INKPOT#71 CLASSICAL MUSIC REVIEWS: J.S.BACH The Cantatas – An Inktroduction
The Cantatas An Inktroduction
by Chia Han-Leon
But of course, quality is another, more important matter. Bach’s cantatas are rightly considered as the pinnacle of the development of the cantata, which has a history of more than XXXX years. For anyone to have composed more than a few hundred cantatas, variety is surely the spice of life. For Bach, it is the great diversity of form, mood, style and creative invention which make his cantatas such a rich resource for anyone who might even just occasionally dip into them.
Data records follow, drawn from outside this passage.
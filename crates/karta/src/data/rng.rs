//! Seeded random source shared by data generation and scenario selection.
//!
//! Every random draw made by the engine flows through [`SeededRng`], so a run
//! can be replayed exactly by supplying the seed recorded in its results.

use parking_lot::Mutex;
use rand::rngs::StdRng;
use rand::seq::index;
use rand::{Rng, SeedableRng};

const LETTERS: &[u8] = b"abcdefghijklmnopqrstuvwxyzABCDEFGHIJKLMNOPQRSTUVWXYZ";

/// Thread-safe seeded random number generator.
///
/// # Examples
///
/// ```
/// use karta::data::SeededRng;
///
/// let a = SeededRng::with_seed(7);
/// let b = SeededRng::with_seed(7);
/// assert_eq!(a.int_inclusive(1, 100), b.int_inclusive(1, 100));
/// assert_eq!(a.seed(), 7);
/// ```
pub struct SeededRng {
    inner: Mutex<StdRng>,
    seed: u64,
}

impl SeededRng {
    /// Create a generator from an explicit seed.
    #[must_use]
    pub fn with_seed(seed: u64) -> Self {
        Self {
            inner: Mutex::new(StdRng::seed_from_u64(seed)),
            seed,
        }
    }

    /// Create a generator from a freshly drawn seed.
    #[must_use]
    pub fn from_entropy() -> Self {
        Self::with_seed(rand::thread_rng().r#gen())
    }

    /// Seed this generator was created with.
    #[must_use]
    pub fn seed(&self) -> u64 {
        self.seed
    }

    /// Draw a float uniformly from `[0, 1)`.
    pub fn unit(&self) -> f64 {
        self.inner.lock().r#gen::<f64>()
    }

    /// Draw an integer uniformly from `min..=max`. Callers guarantee
    /// `min <= max`.
    pub fn int_inclusive(&self, min: i64, max: i64) -> i64 {
        self.inner.lock().gen_range(min..=max)
    }

    /// Draw a float uniformly from `min..=max`. Callers guarantee
    /// `min <= max` with finite bounds and a finite span.
    pub fn float_inclusive(&self, min: f64, max: f64) -> f64 {
        if min.total_cmp(&max).is_eq() {
            return min;
        }
        self.inner.lock().gen_range(min..=max)
    }

    /// Draw an index uniformly from `0..len`. Callers guarantee `len > 0`.
    pub fn index(&self, len: usize) -> usize {
        self.inner.lock().gen_range(0..len)
    }

    /// Sample `amount` distinct indices from `0..len`, in draw order.
    pub fn sample_indices(&self, len: usize, amount: usize) -> Vec<usize> {
        index::sample(&mut *self.inner.lock(), len, amount.min(len)).into_vec()
    }

    /// Draw `length` characters uniformly from `[a-zA-Z]`.
    pub fn letters(&self, length: usize) -> String {
        let mut rng = self.inner.lock();
        (0..length)
            .map(|_| {
                let idx = rng.gen_range(0..LETTERS.len());
                LETTERS.get(idx).map_or('a', |b| char::from(*b))
            })
            .collect()
    }
}

impl std::fmt::Debug for SeededRng {
    fn fmt(&self, f: &mut std::fmt::Formatter<'_>) -> std::fmt::Result {
        f.debug_struct("SeededRng")
            .field("seed", &format_args!("{:#018x}", self.seed))
            .finish_non_exhaustive()
    }
}

#[cfg(test)]
mod tests {
    use super::*;
    use rstest::rstest;

    #[test]
    fn same_seed_replays_sequence() {
        let a = SeededRng::with_seed(0x1234_5678_90ab_cdef);
        let b = SeededRng::with_seed(0x1234_5678_90ab_cdef);
        let left: Vec<_> = (0..16).map(|_| a.int_inclusive(-50, 50)).collect();
        let right: Vec<_> = (0..16).map(|_| b.int_inclusive(-50, 50)).collect();
        assert_eq!(left, right);
    }

    #[rstest]
    #[case(3, 3)]
    #[case(-2, 2)]
    #[case(0, 1)]
    fn int_draws_stay_inside_inclusive_bounds(#[case] min: i64, #[case] max: i64) {
        let rng = SeededRng::with_seed(1);
        for _ in 0..200 {
            let value = rng.int_inclusive(min, max);
            assert!((min..=max).contains(&value));
        }
    }

    #[test]
    fn letters_are_ascii_alphabetic() {
        let rng = SeededRng::with_seed(9);
        let text = rng.letters(64);
        assert_eq!(text.len(), 64);
        assert!(text.chars().all(|c| c.is_ascii_alphabetic()));
    }

    #[test]
    fn sampled_indices_are_distinct() {
        let rng = SeededRng::with_seed(3);
        let mut picked = rng.sample_indices(10, 6);
        picked.sort_unstable();
        picked.dedup();
        assert_eq!(picked.len(), 6);
        assert!(picked.iter().all(|i| *i < 10));
    }

    #[test]
    fn unit_draws_are_half_open() {
        let rng = SeededRng::with_seed(11);
        assert!((0..1000).map(|_| rng.unit()).all(|r| (0.0..1.0).contains(&r)));
    }
}
//! Step identifier parsing and matching for the karta test engine.
//!
//! The crate compiles step-definition identifiers into ordered segments and
//! matches free-text step lines against them. It is shared by the runtime and
//! the command-line tooling so both resolve steps identically.

mod capture;
mod errors;
mod hint;
mod identifier;
mod keyword;

pub use capture::Parameter;
pub use errors::{PatternError, SegmentErrorInfo};
pub use hint::{ExpressionKind, get_expression_pattern};
pub use identifier::{Segment, SegmentKind, StepIdentifier};
pub use keyword::{Conjunction, ConjunctionParseError, StepType};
It is extremely difficult to conduct any kind of survey on the vast and rich legacy that Bach left behind. Whether one is simply trying to list the cantatas, verbally describe the cantatas, trace their history through a book, perform or record a “complete” cycle (prepare to witness one very very brave attempt by John Eliot Gardiner as he embarks on a perform-a-cantata-concert-every-Sunday and record each one ‘live’, in the year 2000) – or to write an introduction to them (which I have taken a year to pluck up enough courage to do). The amount of information to cover is staggering.
Although he was a famous organist in his time and after his death, his cantatas and other voal works remained largely neglected until in 1829, when Mendelssohn conducted his relevatory performance of the St Matthew Passion, no less, at a concert in Berlin.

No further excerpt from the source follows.